FIFTH DIVISION MCFADDEN, P. J., BROWN and MARKLE, JJ.
NOTICE: Motions for reconsideration must be physically received in our clerk’s office within ten days of the date of decision to be deemed timely filed. https://www.gaappeals.us/rules
August 23, 2023
In the Court of Appeals of Georgia A23A1076. HATCHETT v. McCAIN PROPERTY CARE, LLC.
MCFADDEN, Presiding Judge.
Benjamin Hatchett filed a complaint against McCain Property Care, LLC,
alleging that McCain was liable for injuries that Hatchett sustained after falling
through a porch railing that McCain had negligently constructed, maintained, and
inspected. McCain moved for summary judgment, asserting that there was no
evidence that it had ever constructed, maintained, or inspected the porch railing. After
a hearing, the trial court granted the motion, finding that Hatchett had provided no
evidence that McCain was responsible for the condition of the railing. Hatchett
appeals, challenging the grant of summary judgment to McCain. Because the record
shows that there are no genuine issues of material fact and that McCain was entitled
to judgment as a matter of law, we affirm. 1. Review of the evidence.
“Summary judgment is proper when there is no genuine issue of material fact
and the movant is entitled to judgment as a matter of law. We review a grant or denial
of summary judgment de novo and construe the evidence in the light most favorable
to the nonmovant.” McRae v. Hogan, 317 Ga. App. 813, 815 (1) (732 SE2d 853)
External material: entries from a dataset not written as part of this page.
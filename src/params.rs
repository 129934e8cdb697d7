//! Parameter sets and their normalization into form fields.
//!
//! Callers hand the client one of a closed set of shapes ([`ParamSet`]); the
//! normalizer turns it into [`Normalized`] form fields plus file attachments
//! and fills in the wire defaults.

use crate::{Error, Result};
use bytes::Bytes;
use serde::Serialize;
use std::collections::{BTreeMap, HashMap};
use std::path::Path;

/// Defaults applied to every request unless the caller supplied the key.
pub(crate) const DEFAULTS: &[(&str, &str)] = &[
    ("action", "query"),
    ("format", "json"),
    ("formatversion", "2"),
    ("errorformat", "plaintext"),
];

/// A single parameter value.
#[derive(Debug, Clone, PartialEq)]
pub enum Value {
    /// Absent; the field is omitted.
    Null,
    /// Sent verbatim.
    Text(String),
    /// `true` is sent as `1`, `false` omits the field.
    Bool(bool),
    /// Signed integer.
    Int(i64),
    /// Unsigned integer.
    UInt(u64),
    /// Floating point number, sent without a trailing `.0` when integral.
    Float(f64),
    /// Sent as the elements joined with `|`.
    List(Vec<Value>),
    /// Uploaded as a file part.
    File(FilePart),
}

impl Value {
    fn kind(&self) -> &'static str {
        match self {
            Value::Null => "null",
            Value::Text(_) => "text",
            Value::Bool(_) => "boolean",
            Value::Int(_) | Value::UInt(_) => "integer",
            Value::Float(_) => "float",
            Value::List(_) => "nested list",
            Value::File(_) => "file",
        }
    }

    /// Text form of a scalar used inside a `|`-joined list.
    fn list_item(&self) -> Option<String> {
        match self {
            Value::Text(s) => Some(s.clone()),
            Value::Bool(b) => Some(b.to_string()),
            Value::Int(n) => Some(n.to_string()),
            Value::UInt(n) => Some(n.to_string()),
            Value::Float(f) => Some(f.to_string()),
            _ => None,
        }
    }
}

macro_rules! value_from {
    ($($ty:ty => $variant:ident as $conv:ty),* $(,)?) => {
        $(
            impl From<$ty> for Value {
                fn from(v: $ty) -> Self {
                    Value::$variant(<$conv>::from(v))
                }
            }
        )*
    };
}

value_from! {
    bool => Bool as bool,
    i8 => Int as i64,
    i16 => Int as i64,
    i32 => Int as i64,
    i64 => Int as i64,
    u8 => UInt as u64,
    u16 => UInt as u64,
    u32 => UInt as u64,
    u64 => UInt as u64,
    f32 => Float as f64,
    f64 => Float as f64,
    String => Text as String,
    &str => Text as String,
}

impl From<usize> for Value {
    fn from(v: usize) -> Self {
        Value::UInt(v as u64)
    }
}

impl From<&String> for Value {
    fn from(v: &String) -> Self {
        Value::Text(v.clone())
    }
}

impl From<Vec<String>> for Value {
    fn from(v: Vec<String>) -> Self {
        Value::List(v.into_iter().map(Value::Text).collect())
    }
}

impl From<Vec<&str>> for Value {
    fn from(v: Vec<&str>) -> Self {
        Value::List(v.into_iter().map(Value::from).collect())
    }
}

impl From<&[&str]> for Value {
    fn from(v: &[&str]) -> Self {
        Value::List(v.iter().copied().map(Value::from).collect())
    }
}

impl From<Vec<Value>> for Value {
    fn from(v: Vec<Value>) -> Self {
        Value::List(v)
    }
}

impl From<Vec<u8>> for Value {
    fn from(v: Vec<u8>) -> Self {
        Value::File(FilePart::new(v))
    }
}

impl From<Bytes> for Value {
    fn from(v: Bytes) -> Self {
        Value::File(FilePart::new(v))
    }
}

impl From<FilePart> for Value {
    fn from(v: FilePart) -> Self {
        Value::File(v)
    }
}

impl<T: Into<Value>> From<Option<T>> for Value {
    fn from(v: Option<T>) -> Self {
        v.map_or(Value::Null, Into::into)
    }
}

/// File contents to upload, with an optional name and content type.
#[derive(Debug, Clone, PartialEq)]
pub struct FilePart {
    filename: Option<String>,
    content_type: Option<String>,
    data: Bytes,
}

impl FilePart {
    /// Creates an unnamed file part; its filename defaults to the field name.
    pub fn new(data: impl Into<Bytes>) -> Self {
        Self {
            filename: None,
            content_type: None,
            data: data.into(),
        }
    }

    /// Reads a file from disk, naming the part after the file.
    pub async fn from_path(path: impl AsRef<Path>) -> Result<Self> {
        let path = path.as_ref();
        let data = tokio::fs::read(path).await.map_err(|e| Error::Attachment {
            path: path.display().to_string(),
            message: e.to_string(),
        })?;
        let filename = path
            .file_name()
            .map(|name| name.to_string_lossy().into_owned());
        Ok(Self {
            filename,
            content_type: None,
            data: data.into(),
        })
    }

    /// Sets the filename sent with the part.
    pub fn filename(mut self, filename: impl Into<String>) -> Self {
        self.filename = Some(filename.into());
        self
    }

    /// Sets the content type of the part.
    pub fn content_type(mut self, content_type: impl Into<String>) -> Self {
        self.content_type = Some(content_type.into());
        self
    }
}

/// A file attachment of a normalized request.
#[derive(Debug, Clone, PartialEq)]
pub struct Attachment {
    /// The form field carrying the file.
    pub field: String,
    /// The filename sent with the part.
    pub filename: String,
    /// Content type of the part, if known.
    pub content_type: Option<String>,
    /// The file contents.
    pub data: Bytes,
}

/// An ordered key/value builder for request parameters.
///
/// # Examples
///
/// ```
/// use wikisession::{Params, ParamSet};
///
/// let params = Params::new()
///     .set("action", "edit")
///     .set("title", "Sandbox")
///     .set("minor", true)
///     .set("tags", vec!["bot", "test"]);
///
/// let normalized = ParamSet::from(params).normalize().unwrap();
/// assert_eq!(normalized.get("minor"), Some("1"));
/// assert_eq!(normalized.get("tags"), Some("bot|test"));
/// assert_eq!(normalized.get("format"), Some("json"));
/// ```
#[derive(Debug, Clone, Default, PartialEq)]
pub struct Params {
    entries: Vec<(String, Value)>,
}

impl Params {
    /// Creates an empty parameter set.
    pub fn new() -> Self {
        Self::default()
    }

    /// Sets a parameter, replacing any earlier value for the key.
    pub fn set(mut self, key: impl Into<String>, value: impl Into<Value>) -> Self {
        self.insert(key, value);
        self
    }

    /// Sets a parameter in place.
    pub fn insert(&mut self, key: impl Into<String>, value: impl Into<Value>) {
        let key = key.into();
        let value = value.into();
        match self.entries.iter_mut().find(|(k, _)| *k == key) {
            Some(entry) => entry.1 = value,
            None => self.entries.push((key, value)),
        }
    }

    /// Returns `true` if no parameters are set.
    pub fn is_empty(&self) -> bool {
        self.entries.is_empty()
    }
}
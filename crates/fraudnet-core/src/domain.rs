//! Domain definitions for kernel categorization.
//!
//! Kernels are grouped by the stage of the analysis they belong to. Domains are
//! used for kernel discovery in the registry and for log context.

use serde::{Deserialize, Serialize};
use std::fmt;

/// Analysis stage a kernel belongs to.
#[derive(Clone, Copy, Debug, PartialEq, Eq, Hash, Serialize, Deserialize)]
#[non_exhaustive]
pub enum Domain {
    /// Graph construction, flow aggregation, cycles and centrality.
    GraphAnalytics,

    /// Statistical and temporal pattern detectors.
    PatternDetection,

    /// Score fusion and ring construction.
    Scoring,

    /// End-to-end batch analysis.
    Pipeline,
}

impl Domain {
    /// All available domains.
    pub const ALL: &'static [Domain] = &[
        Domain::GraphAnalytics,
        Domain::PatternDetection,
        Domain::Scoring,
        Domain::Pipeline,
    ];

    /// Returns the domain name as a string slice.
    #[must_use]
    pub const fn as_str(&self) -> &'static str {
        match self {
            Domain::GraphAnalytics => "GraphAnalytics",
            Domain::PatternDetection => "PatternDetection",
            Domain::Scoring => "Scoring",
            Domain::Pipeline => "Pipeline",
        }
    }

    /// Parse a domain from a string.
    #[must_use]
    pub fn parse(s: &str) -> Option<Self> {
        match s {
            "GraphAnalytics" => Some(Domain::GraphAnalytics),
            "PatternDetection" => Some(Domain::PatternDetection),
            "Scoring" => Some(Domain::Scoring),
            "Pipeline" => Some(Domain::Pipeline),
            _ => None,
        }
    }

    /// Kernel id prefix used by kernels of this domain (e.g. `graph/`).
    #[must_use]
    pub const fn id_prefix(&self) -> &'static str {
        match self {
            Domain::GraphAnalytics => "graph",
            Domain::PatternDetection => "detect",
            Domain::Scoring => "scoring",
            Domain::Pipeline => "pipeline",
        }
    }
}

impl fmt::Display for Domain {
    fn fmt(&self, f: &mut fmt::Formatter<'_>) -> fmt::Result {
        write!(f, "{}", self.as_str())
    }
}
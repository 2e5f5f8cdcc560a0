//! Score fusion kernel.
//!
//! Turns raw detector output into fraud rings and per-account suspicion
//! scores. Rings are built first, in cycle order, so that every account knows
//! the first ring it belongs to before any score entry is created. Boosts are
//! then applied pattern by pattern: cycles, fan-in, fan-out, shells,
//! velocity, anomalies, and finally a centrality boost for accounts that
//! already have an entry.

use crate::types::{FraudRing, PatternTag, ScoringInput, ScoringOutput, SuspiciousAccount};
use fraudnet_core::{
    domain::Domain, kernel::KernelMetadata, traits::AnalysisKernel, transaction::AccountId,
};
use fraudnet_graph::{flow::FlowAggregator, types::FlowMap};
use std::collections::HashMap;
use tracing::{info, warn};

/// Upper bound of every score.
pub const MAX_SCORE: f64 = 100.0;

/// Ring risk: baseline for any cycle.
pub const BASE_CYCLE_RISK: f64 = 50.0;
/// Ring risk: added per member.
pub const RISK_PER_MEMBER: f64 = 5.0;
/// Ring risk: volume divisor.
pub const VOLUME_SCALE: f64 = 10_000.0;
/// Ring risk: cap on the volume term.
pub const MAX_VOLUME_RISK: f64 = 45.0;

/// Cycle boost: base.
pub const BOOST_CYCLE_BASE: f64 = 20.0;
/// Cycle boost: added per member.
pub const BOOST_CYCLE_PER_HOP: f64 = 4.0;
/// Cycle boost: cap.
pub const MAX_CYCLE_BOOST: f64 = 50.0;

/// Fan-in boost.
pub const BOOST_FAN_IN: f64 = 25.0;
/// Fan-out boost.
pub const BOOST_FAN_OUT: f64 = 20.0;
/// Shell account boost.
pub const BOOST_SHELL: f64 = 15.0;
/// High velocity boost.
pub const BOOST_VELOCITY: f64 = 25.0;
/// Amount anomaly boost.
pub const BOOST_ANOMALY: f64 = 10.0;

/// Centrality boost: multiplier on the raw score.
pub const PAGERANK_SCALE: f64 = 500.0;
/// Centrality boost: cap.
pub const MAX_PAGERANK_BOOST: f64 = 20.0;

/// Ring pattern type.
pub const RING_PATTERN_CYCLE: &str = "cycle";

/// Score fusion kernel.
#[derive(Debug, Clone)]
pub struct ScoringEngine {
    metadata: KernelMetadata,
}

impl Default for ScoringEngine {
    fn default() -> Self {
        Self::new()
    }
}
(2012) (citation omitted).
So viewed, the evidence shows that Hatchett lived in the first floor apartment
of a two-story rental house in Columbus, Georgia. On January 8, 2015, the company
that managed the rental property inspected the house and determined, among other
things, that railings on the second-floor porch were intact because they did not move
when shaken by hand, but that several porch floor boards were rotten and needed to
be replaced. On January 22, 2015, McCain, whom the property management company
used for repairs at the house, replaced seven or eight floor boards on the porch and
painted some of those new boards.
Approximately four months later, on May 17, 2015, Hatchett was visiting
friends in the upstairs apartment when he entered the porch area and began to sit on
a cooler near a railing. As he did so, the cooler slipped from under him and he fell
against the porch railing. The railing gave way and Hatchett fell approximately 16
2 feet to the ground below, injuring his legs and back. A subsequent inspection revealed
that the railing, which was wedged between two porch columns, had not been secured
with screws or bolts to the columns.
2. Defense motion for summary judgment.
A defendant moving for summary judgment may show that there is no genuine
issue of material fact and that it is entitled to judgment as a matter of law
by either presenting evidence negating an essential element of the plaintiff’s claims or establishing from the record an absence of evidence to support such claims. Thus, the rule with regard to summary judgment is that a defendant who will not bear the burden of proof at trial need not affirmatively disprove the nonmoving party’s case, but may point out by reference to the evidence in the record that there is an absence of evidence to support any essential element of the nonmoving party’s case. Where a defendant moving for summary judgment discharges this burden, the nonmoving party cannot rest on its pleadings, but rather must point to specific evidence giving rise to a triable issue.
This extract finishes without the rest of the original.